- **Assigned task**:
How many lines of the listing below contain "AudioDriver"? State the number alone.

※

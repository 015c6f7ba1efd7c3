use chirp_core::player::Player;
use cpal::{
    traits::{DeviceTrait, HostTrait, StreamTrait},
    Sample, SampleFormat,
};
use log::*;

use std::sync::{Arc, Mutex};

/// Owns the negotiated output device configuration. Built first so the
/// core can be constructed with the device's actual sample rate, then
/// consumed by `start` once a player exists.
pub struct AudioDriver {
    device: cpal::Device,
    config: cpal::SupportedStreamConfig,
}

/// Keeps the output stream alive; dropping it stops the callback.
pub struct AudioStream {
    _stream: cpal::Stream,
}

impl AudioDriver {
    /// Picks the default output device and its best stereo
    /// configuration, preferring the 48 kHz the synthesis was tuned at.
    pub fn new() -> Result<Self, String> {
        let host = cpal::default_host();
        let device = host
            .default_output_device()
            .ok_or("No audio output device available")?;

        let supported_configs_range = device
            .supported_output_configs()
            .map_err(|e| format!("Error while querying audio configs: {}", e))?;

        // Use the provided cmp_default_heuristics to find the best config
        // supported. Prioritizes 2 channels, then sample format.
        let best_config = supported_configs_range
            .max_by(|x, y| x.cmp_default_heuristics(y))
            .ok_or("No supported output configs for device")?;

        let desired = cpal::SampleRate(chirp_core::DEFAULT_SAMPLE_RATE);
        let config = if best_config.min_sample_rate() <= desired
            && desired <= best_config.max_sample_rate()
        {
            best_config.with_sample_rate(desired)
        } else {
            best_config.with_max_sample_rate()
        };

        info!("Sound:");
        info!("\t Device: {:?}", device.name().unwrap_or_default());
        info!("\t Device sample format: {:?}", config.sample_format());
        info!("\t Device sample rate: {:?}", config.sample_rate().0);
        info!("\t Device channels: {:?}", config.channels());

        Ok(AudioDriver { device, config })
    }

    /// The sample rate playback will actually run at.
    pub fn sample_rate(&self) -> u32 {
        self.config.sample_rate().0
    }

    /// Builds and starts the output stream. The callback locks the
    /// shared player and pulls interleaved stereo samples straight out
    /// of it; all emulation work happens on the audio thread here.
    pub fn start(self, player: Arc<Mutex<Player>>) -> Result<AudioStream, String> {
        let err_fn = |err| error!("An error occurred on the output audio stream: {}", err);
        let sample_format = self.config.sample_format();
        let config = self.config.config();

        let stream = match sample_format {
            SampleFormat::F32 => self.device.build_output_stream(
                &config,
                move |data: &mut [f32], _: &cpal::OutputCallbackInfo| {
                    player.lock().unwrap().fill(data);
                },
                err_fn,
            ),
            SampleFormat::I16 => self.device.build_output_stream(
                &config,
                move |data: &mut [i16], _: &cpal::OutputCallbackInfo| {
                    let mut tmp = vec![0.0f32; data.len()];
                    player.lock().unwrap().fill(&mut tmp);
                    for (out, s) in data.iter_mut().zip(tmp.iter()) {
                        *out = Sample::from(s);
                    }
                },
                err_fn,
            ),
            SampleFormat::U16 => self.device.build_output_stream(
                &config,
                move |data: &mut [u16], _: &cpal::OutputCallbackInfo| {
                    let mut tmp = vec![0.0f32; data.len()];
                    player.lock().unwrap().fill(&mut tmp);
                    for (out, s) in data.iter_mut().zip(tmp.iter()) {
                        *out = Sample::from(s);
                    }
                },
                err_fn,
            ),
        }
        .map_err(|e| format!("Failed to build audio stream: {}", e))?;

        stream
            .play()
            .map_err(|e| format!("Failed to start audio stream: {}", e))?;

        Ok(AudioStream { _stream: stream })
    }
}
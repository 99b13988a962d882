//! Child process creation and signal forwarding.

pub mod errors;
pub mod signals;
pub mod spawner;

pub use errors::SpawnError;
pub use signals::{ForwardGuard, interrupted};
pub use spawner::{RunningChild, spawn, start};
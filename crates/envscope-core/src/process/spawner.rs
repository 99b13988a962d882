use std::process::{Child, Command, ExitStatus};

use tracing::{debug, error, info, warn};

use super::errors::SpawnError;
use super::signals::{self, ForwardGuard};
use crate::launch::{LaunchResult, LaunchSpec, WaitMode};

/// Start the process described by `spec` and report its outcome.
///
/// Equivalent to [`start`] followed by [`RunningChild::finish`].
pub fn spawn(spec: &LaunchSpec) -> Result<LaunchResult, SpawnError> {
    start(spec)?.finish()
}

/// Create the child process described by `spec`.
///
/// The child's environment is cleared and replaced by `spec.environment()` in
/// every mode; nothing reaches the child implicitly. Standard streams are
/// inherited. For [`WaitMode::Wait`] termination signals are forwarded to the
/// child from this point until [`RunningChild::finish`] returns.
///
/// Refuses to start anything once a forwarded signal has been received.
pub fn start(spec: &LaunchSpec) -> Result<RunningChild, SpawnError> {
    let program = spec.program().display().to_string();

    refuse_if_interrupted(&program)?;

    let mut command = Command::new(spec.program());
    command
        .args(spec.args())
        .env_clear()
        .envs(spec.environment().iter());

    info!(
        event = "core.process.spawn_started",
        program = %program,
        arg_count = spec.args().len(),
        mode = %spec.mode(),
        env_count = spec.environment().len(),
        wait = ?spec.wait()
    );

    let mut guard = match spec.wait() {
        WaitMode::Wait => Some(ForwardGuard::install()?),
        WaitMode::Detach => None,
    };
    // A signal caught by the new handlers before the spawn must not start a child.
    refuse_if_interrupted(&program)?;

    let child = command.spawn().map_err(|e| {
        error!(
            event = "core.process.spawn_failed",
            program = %program,
            error = %e
        );
        SpawnError::from_io(&program, &e)
    })?;

    if let Some(guard) = guard.as_mut() {
        guard.set_child(child.id());
    }

    Ok(RunningChild {
        child,
        program,
        guard,
    })
}

/// A started child, not yet waited on.
pub struct RunningChild {
    child: Child,
    program: String,
    guard: Option<ForwardGuard>,
}

impl RunningChild {
    /// Wait for the child, or return at once for a detached launch.
    pub fn finish(mut self) -> Result<LaunchResult, SpawnError> {
        let pid = self.child.id();

        if self.guard.is_none() {
            info!(
                event = "core.process.spawn_detached",
                program = %self.program,
                pid = pid
            );
            return Ok(LaunchResult::Detached(pid));
        }

        debug!(event = "core.process.wait_started", program = %self.program, pid = pid);

        let status = self.child.wait().map_err(|e| {
            error!(
                event = "core.process.wait_failed",
                program = %self.program,
                pid = pid,
                error = %e
            );
            SpawnError::WaitFailed {
                program: self.program.clone(),
                message: e.to_string(),
            }
        })?;

        let result = result_from_status(status);
        info!(
            event = "core.process.spawn_completed",
            program = %self.program,
            pid = pid,
            result = ?result,
            exit_code = result.exit_code()
        );
        Ok(result)
    }
}

fn refuse_if_interrupted(program: &str) -> Result<(), SpawnError> {
    if !signals::interrupted() {
        return Ok(());
    }
    let signal = signals::interrupt_signal().unwrap_or(0);
    warn!(
        event = "core.process.spawn_abandoned",
        program = %program,
        signal = signal
    );
    Err(SpawnError::Interrupted { signal })
}

#[cfg(unix)]
fn result_from_status(status: ExitStatus) -> LaunchResult {
    use std::os::unix::process::ExitStatusExt;

    match (status.code(), status.signal()) {
        (Some(code), _) => LaunchResult::Exited(code),
        (None, Some(signal)) => LaunchResult::Signaled(signal),
        (None, None) => LaunchResult::Exited(1),
    }
}

#[cfg(not(unix))]
fn result_from_status(status: ExitStatus) -> LaunchResult {
    LaunchResult::Exited(status.code().unwrap_or(1))
}
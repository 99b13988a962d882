use envscope_core::init_logging;

mod app;
mod commands;

fn main() {
    let app = app::build_cli();
    let matches = app.get_matches();

    // Default (no flag) = quiet mode, -v/--verbose = verbose mode
    let verbose = matches.get_flag("verbose");
    init_logging(!verbose);

    let code = commands::run_command(&matches);
    std::process::exit(code);
}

※

- **Task output**:
3